Un par de ejemplos. Me compro un libro de la editorial Atalanta, espoleado por la época en que la obra fue escrita, el siglo XIX. El autor es un filósofo alemán de los rigurosos y científicos de ese momento, Gustav Theodor Fechner, pero sobre todo, lo que ha determinado mi interés por el texto ha sido la anécdota que encabeza el prólogo: un buen día que el filósofo salió a su jardín, percibió cómo emergía un resplandor de un brote de plantas en un rincón. Aquella imagen fue como una revelación mística, la confirmación insólita de sus ideas sobre la existencia del alma en los vegetales.

Paladeando semejante ocurrencia, tan fascinante avistamiento, me asombré de la cantidad desconocida de   historias que habrán ocurrido en la vida privada de la gente y que nunca conoceremos o que, paulatinamente, irán viendo la luz. Me maravillé por la realidad de esta consideración más que por su idea notable y concluí, por un lado, admitiendo el carácter indeterminadamente desplegable y misterioso del tiempo, y por otro, coincidiendo con la primera observación, la imposibilidad de conocer todo lo ocurrido en el tiempo. Este se me antojaba como una suerte de pergamino en el que estuviesen señalados los puntos en los que aconteció algo al tiempo que tal pergamino no terminara de desenrollarse nunca. Cada página presuntamente expuesta era en realidad insondable.




El otro ejemplo ha sido un programa de televisión que recordaba la historia y figura del boxeador Urtain. De este personaje, sólo recordaba, pero con gran elocuencia, un par de asaltos en blanco y negro por televisión en el que había tumbado a un gigante alemán, ganando el encuentro, y un muñeco con la efigie del boxeador que mi padre compró en no me acuerdo dónde, y que era uno de mis juguetes favoritos. Este par de referencias al famoso deportista eran nada ante el caudal informativo, videos, entrevistas, testimonio de familiares y de otros boxeadores, en que ha consistido el mencionado programa televisivo. Ante el visionamiento del programa, el pasado se actualizaba insólitamente, se convertía en presente, en generosa fuente de imágenes de los años sesenta y setenta y del propio Urtain. El tipo de peinado,  las patillas, los pantalones ajustados y los jerséis con el cuello alto, me llenaban de deliciosa familiaridad al tiempo que el resto del documental me arrasaba de fascinación y cierta estupefacción al comprobar cómo el pasado que creía fenecido, aniquilado, se guarece en algún lugar para aparecer sorpresivamente cuando se lo evoca.

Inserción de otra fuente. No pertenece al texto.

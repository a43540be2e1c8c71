use std::fmt::{self, Debug, Display, Formatter};

use crate::data::{MapCell, Pos};
use crate::grid::Grid;
use crate::state::State;
use crate::vec2d::Vec2d;

/// Cells a crate can never leave once pushed there.
///
/// Only simple corners are detected - frozen crates and crates along a wall
/// with no goal are not, so a state that passes isn't necessarily solvable.
#[derive(Clone, PartialEq, Eq)]
pub struct Deadlocks(Vec2d<bool>);

impl Deadlocks {
    pub fn contains(&self, pos: Pos) -> bool {
        self.0.get(pos).cloned().unwrap_or(false)
    }

    pub fn is_deadlocked(&self, state: &State) -> bool {
        // crates on goals are checked too - goals are never marked
        state.crates().iter().any(|&c| self.contains(c))
    }

    pub fn count(&self) -> usize {
        self.0.positions().filter(|&pos| self.0[pos]).count()
    }
}

pub fn compute_deadlocks(grid: &Grid) -> Deadlocks {
    let mut dead: Vec2d<bool> = grid.cells().scratchpad();

    for pos in grid.cells().positions() {
        if grid.cell(pos) != MapCell::Floor {
            continue;
        }

        let wall = |dr, dc| grid.is_wall(pos.r + dr, pos.c + dc);
        let (up, down, left, right) = (wall(-1, 0), wall(1, 0), wall(0, -1), wall(0, 1));
        if (up || down) && (left || right) {
            dead[pos] = true;
        }
    }

    Deadlocks(dead)
}

impl Display for Deadlocks {
    fn fmt(&self, f: &mut Formatter<'_>) -> fmt::Result {
        write!(f, "{}", self.0)
    }
}

impl Debug for Deadlocks {
    fn fmt(&self, f: &mut Formatter<'_>) -> fmt::Result {
        write!(f, "{}", self)
    }
}

#[cfg(test)]
mod tests {
    use super::*;

    use crate::puzzle::Puzzle;

    #[test]
    fn corners() {
        let level = r"
######
#   .#
# @  #
## $ #
######";
        let puzzle: Puzzle = level.parse().unwrap();
        let deadlocks = compute_deadlocks(puzzle.grid());
        let expected = r"
000000
010000
010000
001010
000000
"
        .trim_start();
        assert_eq!(deadlocks.to_string(), expected);
        assert_eq!(deadlocks.count(), 4);
        assert!(!deadlocks.is_deadlocked(puzzle.state()));

        let stuck = State::new(Pos::new(2, 2), vec![Pos::new(3, 4)]).unwrap();
        assert!(deadlocks.is_deadlocked(&stuck));
    }

    #[test]
    fn goal_corners_are_fine() {
        let level = r"
#####
#* .#
#@  #
#####";
        let puzzle: Puzzle = level.parse().unwrap();
        let deadlocks = compute_deadlocks(puzzle.grid());
        assert!(!deadlocks.contains(Pos::new(1, 1)));
        assert!(!deadlocks.contains(Pos::new(1, 3)));
        assert!(deadlocks.contains(Pos::new(2, 1)));
        assert!(deadlocks.contains(Pos::new(2, 3)));
        assert!(!deadlocks.is_deadlocked(puzzle.state()));
    }

    #[test]
    fn sound() {
        let level = r"
    #####
    #   #
    #$  #
  ###  $##
  #  $ $ #
### # ## #   ######
#   # ## #####  ..#
# $  $          ..#
##### ### #@##  ..#
    #     #########
    #######
";
        let puzzle: Puzzle = level.parse().unwrap();
        let grid = puzzle.grid();
        let deadlocks = compute_deadlocks(grid);
        assert!(deadlocks.count() > 0);
        for pos in grid.cells().positions() {
            if !deadlocks.contains(pos) {
                continue;
            }
            assert!(!grid.is_goal(pos.r, pos.c));
            assert!(!grid.is_wall(pos.r, pos.c));
            let vertical = grid.is_wall(pos.r - 1, pos.c) || grid.is_wall(pos.r + 1, pos.c);
            let horizontal = grid.is_wall(pos.r, pos.c - 1) || grid.is_wall(pos.r, pos.c + 1);
            assert!(vertical && horizontal, "{}", pos);
        }
    }
}
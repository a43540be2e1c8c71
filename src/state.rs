use crate::data::Pos;
use crate::grid::Grid;
use crate::puzzle::InputErr;

/// One board configuration - the only thing that changes during a search.
///
/// Crates are kept sorted so that two states reached by moving crates in a different order
/// compare (and hash) equal. The grid is deliberately not part of the state.
#[derive(Debug, Clone, PartialEq, Eq, Ord, PartialOrd, Hash)]
pub struct State {
    player_pos: Pos,
    crates: Vec<Pos>,
}

impl State {
    /// Crates can be in any order, they're sorted here.
    /// Two crates on one cell or the player on a crate are rejected.
    pub fn new(player_pos: Pos, mut crates: Vec<Pos>) -> Result<State, InputErr> {
        crates.sort();
        if let Some(w) = crates.windows(2).find(|w| w[0] == w[1]) {
            return Err(InputErr::OverlappingCrates(w[0]));
        }
        let state = State { player_pos, crates };
        if state.has_crate_at(player_pos) {
            return Err(InputErr::PlayerOnCrate(player_pos));
        }
        Ok(state)
    }

    pub fn player_pos(&self) -> Pos {
        self.player_pos
    }

    pub fn crates(&self) -> &[Pos] {
        &self.crates
    }

    pub fn has_crate_at(&self, pos: Pos) -> bool {
        self.crates.binary_search(&pos).is_ok()
    }

    /// Player moved without touching any crate.
    pub(crate) fn with_player(&self, player_pos: Pos) -> State {
        State {
            player_pos,
            crates: self.crates.clone(),
        }
    }

    /// Player moved into `from`, pushing the crate there to `to`.
    pub(crate) fn with_push(&self, player_pos: Pos, from: Pos, to: Pos) -> State {
        let mut crates = self.crates.clone();
        if let Ok(i) = crates.binary_search(&from) {
            crates.remove(i);
        }
        // keep sorted without resorting everything
        let i = crates.binary_search(&to).unwrap_or_else(|i| i);
        crates.insert(i, to);
        State { player_pos, crates }
    }

    /// Every crate is on a goal - not the other way around, there can be more goals than crates.
    pub fn is_solved(&self, grid: &Grid) -> bool {
        self.crates.iter().all(|c| grid.is_goal(c.r, c.c))
    }
}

¿Qué quiere decir todo esto, la anécdota secreta de Fechner o la vida de Urtain, lujosamente ilustrada cuando el recuerdo del boxeador estaba para mí sumido en las catacumbas? Que el tiempo no desaparece del todo, que los fenómenos del pasado, a través de mínimos testigos, puede retornar desmesuradamente, confirmando, por otro lado, que sus intervalos se desplazan subterráneamente, portando insólita vida dispuesta a mostrarse.     

SUMAS II

Cuando ante el médico o ante cualquier otra   persona se me dice que las causas del dolor o afección que estoy experimentando pueden prove...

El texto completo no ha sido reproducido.